## What the task asks
Please reproduce the entries below exactly, starting at the first line and ending with the line that holds "use crate::inputs::CidrBlock;".

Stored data
+ + + + + + +
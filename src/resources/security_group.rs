//! Security group resource.
//!
//! The stack's group carries exactly one ingress rule (the administrative
//! port, from the caller-supplied address range) and one unrestricted egress
//! rule. Ensure semantics are idempotent: an existing group with the same
//! name is adopted rather than recreated.

use std::collections::HashMap;

use aws_sdk_ec2::types::{Filter, IpPermission, IpRange, ResourceType, Tag, TagSpecification};
use aws_sdk_ec2::Client;
use serde::{Deserialize, Serialize};

use crate::error::{Error, Result};
use crate::inputs::CidrBlock;
use crate::resources::{ResourceAddr, ResourceKind};

/// A single allow rule.
#[derive(Debug, Clone, PartialEq, Eq, Serialize, Deserialize)]
pub struct RuleSpec {
    /// IP protocol: `tcp`, `udp`, `icmp`, or `-1` for all.
    pub protocol: String,
    /// Start of the port range.
    pub from_port: i32,
    /// End of the port range.
    pub to_port: i32,
    /// Source (ingress) or destination (egress) address range.
    pub cidr: CidrBlock,
    /// Rule description shown in the provider console.
    pub description: Option<String>,
}

impl RuleSpec {
    /// Allow TCP on a single port from the given range.
    pub fn tcp_port(port: i32, cidr: CidrBlock) -> Self {
        Self {
            protocol: "tcp".to_string(),
            from_port: port,
            to_port: port,
            cidr,
            description: None,
        }
    }

    /// Allow all protocols, all ports, to anywhere.
    pub fn allow_all() -> Self {
        Self {
            protocol: "-1".to_string(),
            from_port: 0,
            to_port: 0,
            cidr: "0.0.0.0/0".parse().unwrap_or_else(|_| unreachable!()),
            description: None,
        }
    }

    /// Attach a description.
    pub fn with_description(mut self, description: impl Into<String>) -> Self {
        self.description = Some(description.into());
        self
    }

    fn to_ip_permission(&self) -> IpPermission {
        let mut ip_range = IpRange::builder().cidr_ip(self.cidr.to_string());
        if let Some(ref desc) = self.description {
            ip_range = ip_range.description(desc);
        }

        let mut builder = IpPermission::builder()
            .ip_protocol(&self.protocol)
            .ip_ranges(ip_range.build());
        // The provider rejects port ranges on the all-protocols rule.
        if self.protocol != "-1" {
            builder = builder.from_port(self.from_port).to_port(self.to_port);
        }
        builder.build()
    }
}

/// Specification of a security group.
#[derive(Debug, Clone, PartialEq, Eq, Serialize, Deserialize)]
pub struct SecurityGroupSpec {
    /// Group name, unique within the stack and the provider account.
    pub name: String,
    /// Group description.
    pub description: String,
    /// Inbound allow rules.
    pub ingress: Vec<RuleSpec>,
    /// Outbound allow rules.
    pub egress: Vec<RuleSpec>,
}

impl SecurityGroupSpec {
    /// The address of this group.
    pub fn addr(&self) -> ResourceAddr {
        ResourceAddr::new(ResourceKind::SecurityGroup, &self.name)
    }

    /// Finds an existing group with this spec's name.
    pub async fn find(&self, client: &Client) -> Result<Option<SecurityGroupInfo>> {
        let resp = client
            .describe_security_groups()
            .filters(
                Filter::builder()
                    .name("group-name")
                    .values(&self.name)
                    .build(),
            )
            .send()
            .await
            .map_err(|e| Error::provider("DescribeSecurityGroups", e.to_string()))?;

        for sg in resp.security_groups() {
            let mut tags = HashMap::new();
            for tag in sg.tags() {
                if let (Some(key), Some(value)) = (tag.key(), tag.value()) {
                    tags.insert(key.to_string(), value.to_string());
                }
            }
            return Ok(Some(SecurityGroupInfo {
                group_id: sg.group_id().unwrap_or_default().to_string(),
                group_name: sg.group_name().unwrap_or_default().to_string(),
                description: sg.description().unwrap_or_default().to_string(),
                vpc_id: sg.vpc_id().map(|s| s.to_string()),
                tags,
            }));
        }

        Ok(None)
    }

    /// Ensures the group exists with its rules, returning its info and
    /// whether anything was created.
    pub async fn ensure(&self, client: &Client) -> Result<(SecurityGroupInfo, bool)> {
        if let Some(existing) = self.find(client).await? {
            tracing::debug!(
                group_id = %existing.group_id,
                "Security group '{}' already exists",
                self.name
            );
            return Ok((existing, false));
        }

        let resp = client
            .create_security_group()
            .group_name(&self.name)
            .description(&self.description)
            .tag_specifications(
                TagSpecification::builder()
                    .resource_type(ResourceType::SecurityGroup)
                    .tags(Tag::builder().key("Name").value(&self.name).build())
                    .build(),
            )
            .send()
            .await
            .map_err(|e| Error::provider("CreateSecurityGroup", e.to_string()))?;

        let group_id = resp.group_id().unwrap_or_default().to_string();

        if !self.ingress.is_empty() {
            let permissions: Vec<IpPermission> =
                self.ingress.iter().map(RuleSpec::to_ip_permission).collect();
            client
                .authorize_security_group_ingress()
                .group_id(&group_id)
                .set_ip_permissions(Some(permissions))
                .send()
                .await
                .map_err(|e| Error::provider("AuthorizeSecurityGroupIngress", e.to_string()))?;
        }

        // A new group already allows all egress; only touch the provider when
        // the declared rules narrow it to something else.
        if !self.egress.is_empty() && self.egress != [RuleSpec::allow_all()] {
            let permissions: Vec<IpPermission> =
                self.egress.iter().map(RuleSpec::to_ip_permission).collect();
            client
                .authorize_security_group_egress()
                .group_id(&group_id)
                .set_ip_permissions(Some(permissions))
                .send()
                .await
                .map_err(|e| Error::provider("AuthorizeSecurityGroupEgress", e.to_string()))?;
        }

        tracing::info!(group_id = %group_id, "Created security group '{}'", self.name);

        let mut tags = HashMap::new();
        tags.insert("Name".to_string(), self.name.clone());
        Ok((
            SecurityGroupInfo {
                group_id,
                group_name: self.name.clone(),
                description: self.description.clone(),
                vpc_id: None,
                tags,
            },
            true,
        ))
    }
}

/// A security group as reported by the provider.
#[derive(Debug, Clone, Serialize, Deserialize)]
pub struct SecurityGroupInfo {
    /// Provider group id.
    pub group_id: String,
    /// Group name.
    pub group_name: String,
    /// Group description.
    pub description: String,
    /// VPC the group belongs to, if any.
    pub vpc_id: Option<String>,
    /// Tags on the group.
    pub tags: HashMap<String, String>,
}
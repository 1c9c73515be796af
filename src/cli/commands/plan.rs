//! Plan command.
//!
//! Diffs the desired state against the recorded state and prints the actions
//! apply would take. Entirely offline.

use clap::Parser;

use super::CommandContext;
use crate::error::Result;
use crate::output;
use crate::plan::Plan;

/// Arguments for the plan command.
#[derive(Parser, Debug, Clone)]
pub struct PlanArgs {
    /// Emit the plan as JSON instead of human-readable text
    #[arg(long)]
    pub json: bool,
}

impl PlanArgs {
    /// Execute the plan command.
    pub fn execute(&self, ctx: &CommandContext) -> Result<i32> {
        let stack = ctx.stack()?;
        let state = ctx.load_state()?;
        let plan = Plan::build(stack.desired_state(), &state)?;

        if self.json {
            println!("{}", serde_json::to_string_pretty(&plan)?);
            return Ok(0);
        }

        output::banner("PLAN");
        if plan.is_empty() {
            println!("No changes. The recorded state matches the desired state.");
        } else {
            println!(
                "{} resource(s) to add. Actions in dependency order:\n",
                plan.to_add()
            );
        }
        output::plan(&plan);
        Ok(0)
    }
}
//! Resource dependency tracking.
//!
//! Reference edges between resources form a directed graph; apply walks it in
//! topological order so that everything a resource references exists before
//! the resource itself. Cycles are rejected at validation time.

use std::collections::HashMap;

use petgraph::algo::toposort;
use petgraph::graph::{DiGraph, NodeIndex};

use crate::error::{Error, Result};
use crate::resources::ResourceAddr;

/// Directed graph of reference edges between resources.
#[derive(Debug, Clone, Default)]
pub struct DependencyGraph {
    graph: DiGraph<ResourceAddr, ()>,
    node_indices: HashMap<ResourceAddr, NodeIndex>,
}

impl DependencyGraph {
    /// Creates a new empty dependency graph.
    pub fn new() -> Self {
        Self::default()
    }

    /// Adds a resource node; adding the same address twice is a no-op.
    pub fn add_resource(&mut self, addr: ResourceAddr) -> NodeIndex {
        if let Some(&idx) = self.node_indices.get(&addr) {
            return idx;
        }
        let idx = self.graph.add_node(addr.clone());
        self.node_indices.insert(addr, idx);
        idx
    }

    /// Records that `to` references `from`, i.e. `from` must exist first.
    pub fn add_reference(&mut self, from: ResourceAddr, to: ResourceAddr) {
        let from_idx = self.add_resource(from);
        let to_idx = self.add_resource(to);
        if !self.graph.contains_edge(from_idx, to_idx) {
            self.graph.add_edge(from_idx, to_idx, ());
        }
    }

    /// Number of resources in the graph.
    pub fn len(&self) -> usize {
        self.graph.node_count()
    }

    /// Whether the graph is empty.
    pub fn is_empty(&self) -> bool {
        self.graph.node_count() == 0
    }

    /// Direct dependencies of a resource (the addresses it references).
    pub fn dependencies_of(&self, addr: &ResourceAddr) -> Vec<ResourceAddr> {
        let Some(&idx) = self.node_indices.get(addr) else {
            return Vec::new();
        };
        self.graph
            .neighbors_directed(idx, petgraph::Direction::Incoming)
            .map(|n| self.graph[n].clone())
            .collect()
    }

    /// Returns the addresses in creation order, or an error naming a
    /// resource on a cycle.
    pub fn execution_order(&self) -> Result<Vec<ResourceAddr>> {
        match toposort(&self.graph, None) {
            Ok(order) => Ok(order.into_iter().map(|idx| self.graph[idx].clone()).collect()),
            Err(cycle) => Err(Error::DependencyCycle(
                self.graph[cycle.node_id()].to_string(),
            )),
        }
    }
}

#[cfg(test)]
mod tests {
    use super::*;
    use crate::resources::ResourceKind;

    fn addr(kind: ResourceKind, name: &str) -> ResourceAddr {
        ResourceAddr::new(kind, name)
    }

    #[test]
    fn linear_chain_orders_dependencies_first() {
        let ami = addr(ResourceKind::Ami, "web");
        let sg = addr(ResourceKind::SecurityGroup, "web_ssh");
        let instance = addr(ResourceKind::Instance, "web");

        let mut graph = DependencyGraph::new();
        graph.add_resource(ami.clone());
        graph.add_resource(sg.clone());
        graph.add_resource(instance.clone());
        graph.add_reference(ami.clone(), instance.clone());
        graph.add_reference(sg.clone(), instance.clone());

        let order = graph.execution_order().unwrap();
        assert_eq!(order.len(), 3);
        let pos = |a: &ResourceAddr| order.iter().position(|o| o == a).unwrap();
        assert!(pos(&ami) < pos(&instance));
        assert!(pos(&sg) < pos(&instance));
    }

    #[test]
    fn duplicate_nodes_and_edges_collapse() {
        let ami = addr(ResourceKind::Ami, "web");
        let instance = addr(ResourceKind::Instance, "web");

        let mut graph = DependencyGraph::new();
        graph.add_resource(ami.clone());
        graph.add_resource(ami.clone());
        graph.add_reference(ami.clone(), instance.clone());
        graph.add_reference(ami.clone(), instance.clone());

        assert_eq!(graph.len(), 2);
        assert_eq!(graph.dependencies_of(&instance), vec![ami]);
    }

    #[test]
    fn cycle_is_detected() {
        let a = addr(ResourceKind::Ami, "a");
        let b = addr(ResourceKind::Instance, "b");

        let mut graph = DependencyGraph::new();
        graph.add_reference(a.clone(), b.clone());
        graph.add_reference(b, a);

        let err = graph.execution_order().unwrap_err();
        assert!(matches!(err, Error::DependencyCycle(_)));
    }
}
+ + + + + + +
## Output below
filename src/resources/security_group.rs
//! Security group resource.
//!
//! The stack's group carries exactly one ingress rule (the administrative
//! port, from the caller-supplied address range) and one unrestricted egress
//! rule. Ensure semantics are idempotent: an existing group with the same
//! name is adopted rather than recreated.

use std::collections::HashMap;

use aws_sdk_ec2::types::{Filter, IpPermission, IpRange, ResourceType, Tag, TagSpecification};
use aws_sdk_ec2::Client;
use serde::{Deserialize, Serialize};

use crate::error::{Error, Result};
use crate::inputs::CidrBlock;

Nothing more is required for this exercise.